Big Data Essentials¶

L6: Parallel Computing¶

Yanfei Kang
yanfeikang@buaa.edu.cn
School of Economics and Management
Beihang University
http://yanfei.site

What is parallel computing¶

Data becomes cheaper, because machines are becoming cheaper and faster.
Computers become cheaper and faster too. However, the performance of single processor core has not changed much recently — instead we are getting multi-core processor, and clusters of multi-cores.
To handle the large amount of data collected from modern machines with large amount of computing units, we need to use parallel or distributed computing, in other words, to get many computers to perform the same task simultaneously.

Embarrassingly parallel¶

Many problems are “embarrassingly parallel”. In other words, they can be split into many smaller tasks and passed on to many many computers for the computation to be carried out simultaneously .
If we have a single computer at our disposal and have to run $n$ models, each taking $s$ seconds, the total running time will be $n*s$. If however, we have $k < n$ computers we can run our models on, the total running time will $n*s/k$. In the old days this was how parallel code was run; and is still run on larger servers.
However, modern computers have “multicore” processors and can be equivalent to running multiple computers at a time. The equation is not quite as clean (there are other things running on each process; overhead in transferring between processors exists; etc) but in general we see the same gain.

Terminology¶

A core: a general term for either a single processor on your own computer (technically you only have one processor, but a modern processor like the i7 can have multiple cores - hence the term) or a single machine in a cluster network.
A cluster: a collection of objecting capable of hosting cores, either a network or just the collection of cores on your personal computer.
A Node/Machine: a single physical machine in the cluster.
A process: a single running version of R (or more generally any program). Each core runs a single process.

When to parallelize¶

It’s not as simple as it may seem.
While in theory each added processor would linearly increase the throughput of a computation, there is overhead that reduces that efficiency.
For example, the code and, importantly, the data need to be copied to each additional CPU, and this takes time and bandwidth.
Plus, new processes and/or threads need to be created by the operating system, which also takes time. This overhead reduces the efficiency enough that realistic performance gains are much less than theoretical, and usually do not scale linearly as a function of processing power.
For example, if the time that a computation takes is short, then the overhead of setting up these additional resources may actually overwhelm any advantages of the additional processing power, and the computation could potentially take longer!

When to parallelize¶

Your notice computations are too slow, and wonder “why is that?” Should you store your data differently? Should you use different software? Should you buy more RAM? Should you “go cloud”?
No one-size-fits-all solution to speed problems.
Solving a RAM bottleneck may consume more CPU. Solving a CPU bottleneck may consume more RAM. Parallelisation means using multiple CPUs simultaneously. It will thus aid with CPU bottlenecks, but may consume more RAM. Parallelising is thus ill advised when dealing with a RAM bottleneck.

How to diagnose?¶

When deciding if, and how, to parallelise, it is crucial that you diagnose your bottleneck. The good news is- that diagnostics is not too hard.

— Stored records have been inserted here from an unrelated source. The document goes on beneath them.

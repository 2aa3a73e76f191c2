//! Component definitions and their typed constructors.
//!
//! A definition is built once, from a [`DefinitionBuilder`], and is immutable
//! afterwards. It erases the component type behind closures: one that creates
//! and wires an instance, and one per declared capability that views an
//! instance as a trait object.

use std::any::{Any, TypeId, type_name};
use std::fmt;
use std::sync::Arc;

use crate::component::{Component, Instance, TypeInfo};
use crate::{ContainerError, HookError, Resolver, Scope};

type Build<T> = Box<dyn Fn(&mut Resolver<'_>) -> Result<T, ContainerError> + Send + Sync>;
type Instantiate =
    Box<dyn Fn(&mut Resolver<'_>, &str) -> Result<Instance, ContainerError> + Send + Sync>;
type Cast = Box<dyn Fn(&Instance) -> Option<Box<dyn Any + Send + Sync>> + Send + Sync>;
type ComponentView = fn(&(dyn Any + Send + Sync)) -> Option<&dyn Component>;

/// Constructor parameters resolved by type before a constructor runs.
///
/// Implemented for `()` and for tuples of up to six `Arc<Dep>` values, where
/// each `Dep` may be a concrete type or a capability trait object.
pub trait Dependencies: Sized {
    /// Number of parameters.
    const ARITY: usize;

    /// Resolves every parameter through `resolver`.
    ///
    /// # Errors
    ///
    /// Propagates the first resolution failure.
    fn resolve(resolver: &mut Resolver<'_>) -> Result<Self, ContainerError>;
}

impl Dependencies for () {
    const ARITY: usize = 0;

    fn resolve(_resolver: &mut Resolver<'_>) -> Result<Self, ContainerError> {
        Ok(())
    }
}

macro_rules! tuple_dependencies {
    ($arity:literal => $($dep:ident),+) => {
        impl<$($dep),+> Dependencies for ($(Arc<$dep>,)+)
        where
            $($dep: ?Sized + Send + Sync + 'static,)+
        {
            const ARITY: usize = $arity;

            fn resolve(resolver: &mut Resolver<'_>) -> Result<Self, ContainerError> {
                Ok(($(resolver.resolve::<$dep>()?,)+))
            }
        }
    };
}

tuple_dependencies!(1 => A);
tuple_dependencies!(2 => A, B);
tuple_dependencies!(3 => A, B, C);
tuple_dependencies!(4 => A, B, C, D);
tuple_dependencies!(5 => A, B, C, D, E);
tuple_dependencies!(6 => A, B, C, D, E, F);

/// A way of constructing `T` from dependencies resolved by type.
pub struct Constructor<T> {
    arity: usize,
    autowired: bool,
    build: Build<T>,
}

impl<T: 'static> Constructor<T> {
    /// Wraps an infallible constructor.
    ///
    /// ```ignore
    /// Constructor::new(|(repository,): (Arc<TodoRepository>,)| TodoService::new(repository))
    /// ```
    #[must_use]
    pub fn new<D, F>(build: F) -> Self
    where
        D: Dependencies + 'static,
        F: Fn(D) -> T + Send + Sync + 'static,
    {
        Self {
            arity: D::ARITY,
            autowired: false,
            build: Box::new(move |resolver: &mut Resolver<'_>| D::resolve(resolver).map(&build)),
        }
    }

    /// Wraps a constructor that may fail.
    #[must_use]
    pub fn try_new<D, F, E>(build: F) -> Self
    where
        D: Dependencies + 'static,
        F: Fn(D) -> Result<T, E> + Send + Sync + 'static,
        E: Into<HookError>,
    {
        Self {
            arity: D::ARITY,
            autowired: false,
            build: Box::new(move |resolver: &mut Resolver<'_>| {
                let dependencies = D::resolve(resolver)?;
                build(dependencies).map_err(|error| ContainerError::Construction {
                    type_name: type_name::<T>(),
                    source: error.into(),
                })
            }),
        }
    }

    /// Wraps a constructor without parameters.
    #[must_use]
    pub fn nullary(build: fn() -> T) -> Self {
        Self::new(move |(): ()| build())
    }

    /// Marks this constructor as the injection target.
    #[must_use]
    pub fn autowired(mut self) -> Self {
        self.autowired = true;
        self
    }

    /// Number of parameters the constructor takes.
    #[must_use]
    pub const fn arity(&self) -> usize {
        self.arity
    }
}

impl<T> fmt::Debug for Constructor<T> {
    fn fmt(&self, f: &mut fmt::Formatter<'_>) -> fmt::Result {
        f.debug_struct("Constructor")
            .field("arity", &self.arity)
            .field("autowired", &self.autowired)
            .finish_non_exhaustive()
    }
}

fn select_constructor<T>(
    constructors: &[Constructor<T>],
) -> Result<&Constructor<T>, ContainerError> {
    let unsuitable = |reason| ContainerError::NoSuitableConstructor {
        type_name: type_name::<T>(),
        reason,
    };

    let mut marked = constructors.iter().filter(|constructor| constructor.autowired);
    match (marked.next(), marked.next()) {
        (Some(_), Some(_)) => {
            return Err(unsuitable("more than one constructor is marked for injection"));
        }
        (Some(constructor), None) => return Ok(constructor),
        _ => {}
    }

    match constructors {
        [] => Err(unsuitable("no constructor is declared")),
        [only] => Ok(only),
        _ => constructors
            .iter()
            .find(|constructor| constructor.arity == 0)
            .ok_or_else(|| unsuitable("no constructor is marked for injection and none takes no arguments")),
    }
}

/// How instances of a definition come into existence.
#[derive(Debug, Clone, PartialEq, Eq)]
pub enum Origin {
    /// Built by one of the definition's constructors.
    Constructed,
    /// Produced by a factory method on a configuration root.
    FactoryMethod {
        /// Type of the configuration root owning the method.
        root: TypeInfo,
        /// Name of the factory method.
        method: &'static str,
    },
}

struct Capability {
    type_info: TypeInfo,
    cast: Cast,
}

/// Immutable, type-erased description of a component.
pub struct ComponentDefinition {
    name: String,
    type_info: TypeInfo,
    scope: Scope,
    origin: Origin,
    instantiate: Instantiate,
    capabilities: Vec<Capability>,
    view: ComponentView,
}

impl ComponentDefinition {
    /// Starts a definition for a directly constructed component.
    ///
    /// The default name is the decapitalized simple type name.
    #[must_use]
    pub fn builder<T: Component>() -> DefinitionBuilder<T> {
        DefinitionBuilder {
            name: decapitalize(TypeInfo::of::<T>().simple_name()),
            scope: Scope::Singleton,
            origin: Origin::Constructed,
            constructors: Vec::new(),
            capabilities: Vec::new(),
        }
    }

    /// Starts a definition produced by `method` on the configuration root `R`.
    ///
    /// The root instance is resolved by type, then `factory` runs with the
    /// remaining parameters resolved by type. The default name is `method`.
    #[must_use]
    pub fn factory_method<R, T, D, F>(method: &'static str, factory: F) -> DefinitionBuilder<T>
    where
        R: Send + Sync + 'static,
        T: Component,
        D: Dependencies + 'static,
        F: Fn(&R, D) -> T + Send + Sync + 'static,
    {
        let constructor = Constructor {
            arity: D::ARITY,
            autowired: false,
            build: Box::new(move |resolver: &mut Resolver<'_>| {
                let root = resolver.resolve::<R>()?;
                let dependencies = D::resolve(resolver)?;
                Ok(factory(&root, dependencies))
            }),
        };
        DefinitionBuilder {
            name: method.to_owned(),
            scope: Scope::Singleton,
            origin: Origin::FactoryMethod {
                root: TypeInfo::of::<R>(),
                method,
            },
            constructors: vec![constructor],
            capabilities: Vec::new(),
        }
    }

    /// Unique component name.
    #[must_use]
    pub fn name(&self) -> &str {
        &self.name
    }

    /// Declared component type.
    #[must_use]
    pub const fn type_info(&self) -> TypeInfo {
        self.type_info
    }

    /// Instance lifetime policy.
    #[must_use]
    pub const fn scope(&self) -> Scope {
        self.scope
    }

    /// How instances are produced.
    #[must_use]
    pub const fn origin(&self) -> &Origin {
        &self.origin
    }

    /// The declared type followed by every declared capability.
    pub fn capabilities(&self) -> impl Iterator<Item = TypeInfo> + '_ {
        self.capabilities.iter().map(|capability| capability.type_info)
    }

    /// Returns `true` when instances can be viewed as the type `id`.
    #[must_use]
    pub fn is_assignable_to(&self, id: TypeId) -> bool {
        self.capabilities
            .iter()
            .any(|capability| capability.type_info.id() == id)
    }

    pub(crate) fn instantiate(
        &self,
        resolver: &mut Resolver<'_>,
    ) -> Result<Instance, ContainerError> {
        (self.instantiate)(resolver, &self.name)
    }

    pub(crate) fn cast<I>(&self, instance: &Instance) -> Option<Arc<I>>
    where
        I: ?Sized + Send + Sync + 'static,
    {
        let id = TypeId::of::<I>();
        let capability = self
            .capabilities
            .iter()
            .find(|capability| capability.type_info.id() == id)?;
        let erased = (capability.cast)(instance)?;
        erased.downcast::<Arc<I>>().ok().map(|typed| *typed)
    }

    pub(crate) fn component<'a>(&self, instance: &'a Instance) -> Option<&'a dyn Component> {
        (self.view)(&**instance)
    }
}

impl fmt::Debug for ComponentDefinition {
    fn fmt(&self, f: &mut fmt::Formatter<'_>) -> fmt::Result {
        f.debug_struct("ComponentDefinition")
            .field("name", &self.name)
            .field("type", &self.type_info)
            .field("scope", &self.scope)
            .field("origin", &self.origin)
            .field("capabilities", &self.capabilities().collect::<Vec<_>>())
            .finish_non_exhaustive()
    }
}

/// Builder for a [`ComponentDefinition`] of type `T`.
pub struct DefinitionBuilder<T> {
    name: String,
    scope: Scope,
    origin: Origin,
    constructors: Vec<Constructor<T>>,
    capabilities: Vec<Capability>,
}

impl<T: Component> DefinitionBuilder<T> {
    /// Overrides the default component name.
    #[must_use]
    pub fn named(mut self, name: impl Into<String>) -> Self {
        self.name = name.into();
        self
    }

    /// Sets the instance lifetime policy.
    #[must_use]
    pub fn scope(mut self, scope: Scope) -> Self {
        self.scope = scope;
        self
    }

    /// Adds a constructor candidate.
    #[must_use]
    pub fn constructor(mut self, constructor: Constructor<T>) -> Self {
        self.constructors.push(constructor);
        self
    }

    /// Declares that instances can be viewed as `I`, usually a trait object.
    ///
    /// ```ignore
    /// builder.implements::<dyn Controller>(|controller| controller)
    /// ```
    #[must_use]
    pub fn implements<I>(mut self, cast: fn(Arc<T>) -> Arc<I>) -> Self
    where
        I: ?Sized + Send + Sync + 'static,
    {
        self.capabilities.push(Capability {
            type_info: TypeInfo::of::<I>(),
            cast: Box::new(move |instance: &Instance| {
                Arc::clone(instance)
                    .downcast::<T>()
                    .ok()
                    .map(|typed| Box::new(cast(typed)) as Box<dyn Any + Send + Sync>)
            }),
        });
        self
    }

    /// Finishes the definition.
    #[must_use]
    pub fn build(self) -> ComponentDefinition {
        let own = Capability {
            type_info: TypeInfo::of::<T>(),
            cast: Box::new(|instance: &Instance| {
                Arc::clone(instance)
                    .downcast::<T>()
                    .ok()
                    .map(|typed| Box::new(typed) as Box<dyn Any + Send + Sync>)
            }),
        };
        let mut capabilities = Vec::with_capacity(self.capabilities.len() + 1);
        capabilities.push(own);
        capabilities.extend(self.capabilities);

        let constructors = self.constructors;
        let instantiate: Instantiate = Box::new(move |resolver: &mut Resolver<'_>, name: &str| {
            let constructor = select_constructor(&constructors)?;
            let mut component = (constructor.build)(resolver)?;
            component.inject_dependencies(resolver)?;
            component.set_component_name(name);
            Ok(Arc::new(component) as Instance)
        });

        ComponentDefinition {
            name: self.name,
            type_info: TypeInfo::of::<T>(),
            scope: self.scope,
            origin: self.origin,
            instantiate,
            capabilities,
            view: component_view::<T>,
        }
    }
}

fn component_view<T: Component>(instance: &(dyn Any + Send + Sync)) -> Option<&dyn Component> {
    instance
        .downcast_ref::<T>()
        .map(|component| component as &dyn Component)
}

/// Derives a bean-style name from a simple type name.
///
/// The first character is lower-cased unless the first two characters are
/// both upper case, in which case the name is kept as is (`URLParser`).
#[must_use]
pub fn decapitalize(simple_name: &str) -> String {
    let mut chars = simple_name.chars();
    let Some(first) = chars.next() else {
        return String::new();
    };
    if first.is_uppercase() && chars.clone().next().is_some_and(char::is_uppercase) {
        return simple_name.to_owned();
    }
    first.to_lowercase().chain(chars).collect()
}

You never drive without looking at your dashboard; you should never program without looking at your system monitors. Windows users have their Task Manager; Linux users have top, or preferably, htop; Mac users have the Activity Monitor. The system monitor will inform you how your RAM and CPUs are being used.
If you forcefully terminate your computation, and R takes a long time to respond, you are probably dealing with a RAM bottleneck.
Profile your code to detect how much RAM and CPU are consumed by each line of code.

Parallel computing in R¶

R comes up with a group of packages for parallel computing. You may have heard about multicore, snow, foreach, etc.
When you have a list of repetitive tasks, you may be able to speed it up by adding more computing power. If each task is completely independent of the others, then it is a prime candidate for executing those tasks in parallel, each on its own core.

Parallelize using `parallel`¶

The parallel package was introduced in 2011 to unify two popular parallisation packages: snow and multicore. The multicore package was designed to parallelise using the fork mechanism, on Linux machines. The snow package was designed to parallelise other mechanisms. R processes started with snow are not forked, so they will not see the parent’s data. Data will have to be copied to child processes. The good news: snow can start R processes on Windows machines, or remotely machines in the cluster.

The parallel library can be used to send tasks (encoded as function calls) to each of the processing cores on your machine in parallel.
The most popular mclapply() function essentially parallelizes calls to lapply().
mclapply gathers up the responses from each of these function calls, and returns a list of responses that is the same length as the list or vector of input data (one return per input item).

Remark on `mclapply`¶

The mclapply() function (and related mc* functions) works via the fork mechanism on Unix-style operating systems.
Briefly, your R session is the main process and when you call a function like mclapply(), you fork a series of sub-processes that operate independently from the main process (although they share a few low-level features).
These sub-processes then execute your function on their subsets of the data, presumably on separate cores of your CPU. Once the computation is complete, each sub-process returns its results and then the sub-process is killed. The parallel package manages the logistics of forking the sub-processes and handling them once they’ve finished.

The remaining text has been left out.